Exercise: Exactly as they appear, restate the lines of the material, from the first through the one containing "use milsim_backend::db::require_db;".

===== Source records

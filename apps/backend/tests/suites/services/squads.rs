// Squad creation, membership and join requests against a live schema.

use backend_test_support::unique_helpers::unique_str;
use milsim_backend::adapters::squads_sea::SquadUpdate;
use milsim_backend::db::require_db;
use milsim_backend::db::txn::SharedTxn;
use milsim_backend::domain::actor::Actor;
use milsim_backend::entities::join_requests::JoinRequestStatus;
use milsim_backend::entities::operators::Role;
use milsim_backend::entities::squads::Specialty;
use milsim_backend::errors::domain::{ConflictKind, DomainError, ForbiddenKind, NotFoundKind};
use milsim_backend::repos::{memberships, operators, squads};
use milsim_backend::services::squads::{NewSquad, SquadService};

use crate::support::build_test_state;
use crate::support::factory::{seed_led_squad, seed_operator};

fn actor(model: &milsim_backend::entities::operators::Model) -> Actor {
    Actor::new(model.id, model.role)
}

#[tokio::test]
async fn test_create_squad_seeds_members_and_promotes_leader(
) -> Result<(), Box<dyn std::error::Error>> {
    let state = build_test_state().await?;
    let shared = SharedTxn::open(require_db(&state)?).await?;
    let txn = shared.transaction();
    let service = SquadService::new();

    let leader = seed_operator(txn, Role::Player).await?;
    let rifleman = seed_operator(txn, Role::Player).await?;
    let medic = seed_operator(txn, Role::Player).await?;

    let input = NewSquad {
        name: unique_str("wolves"),
        tag: Some("WLF".into()),
        specialty: Some(Specialty::Reconhecimento),
        state: Some("SP".into()),
        // Duplicates and the leader's own id are ignored.
        member_ids: vec![rifleman.id, medic.id, rifleman.id, leader.id],
        ..Default::default()
    };
    let squad = service.create_squad(txn, actor(&leader), input).await?;

    assert_eq!(squad.total_members, 3);
    assert_eq!(squad.leader_id, Some(leader.id));
    assert_eq!(squad.specialty, Specialty::Reconhecimento);
    assert_eq!(memberships::list_members(txn, squad.id).await?.len(), 3);
    assert_eq!(
        operators::require_operator(txn, leader.id).await?.role,
        Role::SquadLeader
    );

    let detail = service.get_squad(txn, squad.id).await?;
    assert_eq!(detail.members.len(), 3);
    assert!(detail.ranking.is_none());
    assert!(detail.recent_games.is_empty());

    shared.rollback().await?;
    Ok(())
}

#[tokio::test]
async fn test_create_squad_rejections_leave_nothing_behind(
) -> Result<(), Box<dyn std::error::Error>> {
    let state = build_test_state().await?;
    let shared = SharedTxn::open(require_db(&state)?).await?;
    let txn = shared.transaction();
    let service = SquadService::new();

    let leader = seed_operator(txn, Role::Player).await?;
    let name = unique_str("ghosts");

    // Unknown member id.
    let err = service
        .create_squad(
            txn,
            actor(&leader),
            NewSquad {
                name: name.clone(),
                member_ids: vec![i64::MAX],
                ..Default::default()
            },
        )
        .await
        .unwrap_err();
    assert!(matches!(err, DomainError::NotFound(NotFoundKind::Operator, _)));
    assert!(!squads::name_taken(txn, &name).await?);
    assert_eq!(
        operators::require_operator(txn, leader.id).await?.role,
        Role::Player
    );

    service
        .create_squad(
            txn,
            actor(&leader),
            NewSquad {
                name: name.clone(),
                ..Default::default()
            },
        )
        .await?;

    // Same leader, second squad.
    let err = service
        .create_squad(
            txn,
            actor(&leader),
            NewSquad {
                name: unique_str("ghosts"),
                ..Default::default()
            },
        )
        .await
        .unwrap_err();
    assert!(matches!(
        err,
        DomainError::Conflict(ConflictKind::AlreadyLeadsSquad, _)
    ));

    // Same name, other leader.
    let other = seed_operator(txn, Role::Player).await?;
    let err = service
        .create_squad(
            txn,
            actor(&other),
            NewSquad {
                name,
                ..Default::default()
            },
        )
        .await
        .unwrap_err();
    assert!(matches!(
        err,
        DomainError::Conflict(ConflictKind::UniqueSquadName, _)
    ));

    shared.rollback().await?;
    Ok(())
}

#[tokio::test]
async fn test_only_the_leader_edits_and_adds() -> Result<(), Box<dyn std::error::Error>> {
    let state = build_test_state().await?;
    let shared = SharedTxn::open(require_db(&state)?).await?;
    let txn = shared.transaction();
    let service = SquadService::new();

    let leader = seed_operator(txn, Role::SquadLeader).await?;
    let outsider = seed_operator(txn, Role::Admin).await?;
    let recruit = seed_operator(txn, Role::Player).await?;
    let squad = seed_led_squad(txn, leader.id).await?;

    let patch = SquadUpdate {
        description: Some("Night operations".into()),
        ..Default::default()
    };
    let err = service
        .update_squad(txn, actor(&outsider), squad.id, patch.clone())
        .await
        .unwrap_err();
    assert!(matches!(
        err,
        DomainError::Forbidden(ForbiddenKind::NotSquadLeader, _)
    ));
    let updated = service
        .update_squad(txn, actor(&leader), squad.id, patch)
        .await?;
    assert_eq!(updated.description.as_deref(), Some("Night operations"));

    let err = service
        .add_member(txn, actor(&outsider), squad.id, recruit.id)
        .await
        .unwrap_err();
    assert!(matches!(
        err,
        DomainError::Forbidden(ForbiddenKind::NotSquadLeader, _)
    ));

    service
        .add_member(txn, actor(&leader), squad.id, recruit.id)
        .await?;
    assert_eq!(squads::require_squad(txn, squad.id).await?.total_members, 2);

    let err = service
        .add_member(txn, actor(&leader), squad.id, recruit.id)
        .await
        .unwrap_err();
    assert!(matches!(
        err,
        DomainError::Conflict(ConflictKind::AlreadyMember, _)
    ));
    assert_eq!(squads::require_squad(txn, squad.id).await?.total_members, 2);

    shared.rollback().await?;
    Ok(())
}

#[tokio::test]
async fn test_remove_member_rules() -> Result<(), Box<dyn std::error::Error>> {
    let state = build_test_state().await?;
    let shared = SharedTxn::open(require_db(&state)?).await?;
    let txn = shared.transaction();
    let service = SquadService::new();

    let leader = seed_operator(txn, Role::SquadLeader).await?;
    let alpha = seed_operator(txn, Role::Player).await?;
    let bravo = seed_operator(txn, Role::Player).await?;
    let squad = seed_led_squad(txn, leader.id).await?;
    service
        .add_member(txn, actor(&leader), squad.id, alpha.id)
        .await?;
    service
        .add_member(txn, actor(&leader), squad.id, bravo.id)
        .await?;

    // A member cannot remove someone else.
    let err = service
        .remove_member(txn, actor(&alpha), squad.id, bravo.id)
        .await
        .unwrap_err();
    assert!(matches!(
        err,
        DomainError::Forbidden(ForbiddenKind::NotSquadLeader, _)
    ));

    // But may leave.
    service
        .remove_member(txn, actor(&alpha), squad.id, alpha.id)
        .await?;
    service
        .remove_member(txn, actor(&leader), squad.id, bravo.id)
        .await?;
    assert_eq!(squads::require_squad(txn, squad.id).await?.total_members, 1);

    let err = service
        .remove_member(txn, actor(&leader), squad.id, bravo.id)
        .await
        .unwrap_err();
    assert!(matches!(
        err,
        DomainError::NotFound(NotFoundKind::Membership, _)
    ));

    let err = service
        .remove_member(txn, actor(&leader), squad.id, leader.id)
        .await
        .unwrap_err();
    assert!(matches!(
        err,
        DomainError::Conflict(ConflictKind::LeaderCannotLeave, _)
    ));
    assert_eq!(squads::require_squad(txn, squad.id).await?.total_members, 1);

    shared.rollback().await?;
    Ok(())
}

#[tokio::test]
async fn test_join_request_lifecycle() -> Result<(), Box<dyn std::error::Error>> {
    let state = build_test_state().await?;
    let shared = SharedTxn::open(require_db(&state)?).await?;
    let txn = shared.transaction();
    let service = SquadService::new();

    let leader = seed_operator(txn, Role::SquadLeader).await?;
    let applicant = seed_operator(txn, Role::Player).await?;
    let squad = seed_led_squad(txn, leader.id).await?;

    let request = service
        .request_join(txn, actor(&applicant), squad.id)
        .await?;
    assert_eq!(request.status, JoinRequestStatus::Pending);

    let err = service
        .request_join(txn, actor(&applicant), squad.id)
        .await
        .unwrap_err();
    assert!(matches!(
        err,
        DomainError::Conflict(ConflictKind::JoinRequestPending, _)
    ));

    let err = service
        .list_join_requests(txn, actor(&applicant), squad.id)
        .await
        .unwrap_err();
    assert!(matches!(
        err,
        DomainError::Forbidden(ForbiddenKind::NotSquadLeader, _)
    ));
    let pending = service
        .list_join_requests(txn, actor(&leader), squad.id)
        .await?;
    assert_eq!(pending.len(), 1);
    assert_eq!(pending[0].nickname, applicant.nickname);

    // Rejected, then asked again: the same row is reopened.
    service
        .respond_join_request(txn, actor(&leader), request.id, false)
        .await?;
    let reopened = service
        .request_join(txn, actor(&applicant), squad.id)
        .await?;
    assert_eq!(reopened.id, request.id);
    assert_eq!(reopened.status, JoinRequestStatus::Pending);

    let accepted = service
        .respond_join_request(txn, actor(&leader), request.id, true)
        .await?;
    assert_eq!(accepted.status, JoinRequestStatus::Accepted);
    assert!(memberships::is_member(txn, squad.id, applicant.id).await?);
    assert_eq!(squads::require_squad(txn, squad.id).await?.total_members, 2);

    let err = service
        .respond_join_request(txn, actor(&leader), request.id, true)
        .await
        .unwrap_err();
    assert!(matches!(
        err,
        DomainError::Conflict(ConflictKind::JoinRequestProcessed, _)
    ));

    let err = service
        .request_join(txn, actor(&applicant), squad.id)
        .await
        .unwrap_err();
    assert!(matches!(
        err,
        DomainError::Conflict(ConflictKind::AlreadyMember, _)
    ));

    let err = service
        .respond_join_request(txn, actor(&leader), i64::MAX, true)
        .await
        .unwrap_err();
    assert!(matches!(
        err,
        DomainError::NotFound(NotFoundKind::JoinRequest, _)
    ));

    shared.rollback().await?;
    Ok(())
}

==========

Answer space:
filename apps/backend/tests/suites/services/squads.rs
// Squad creation, membership and join requests against a live schema.

use backend_test_support::unique_helpers::unique_str;
use milsim_backend::adapters::squads_sea::SquadUpdate;
use milsim_backend::db::require_db;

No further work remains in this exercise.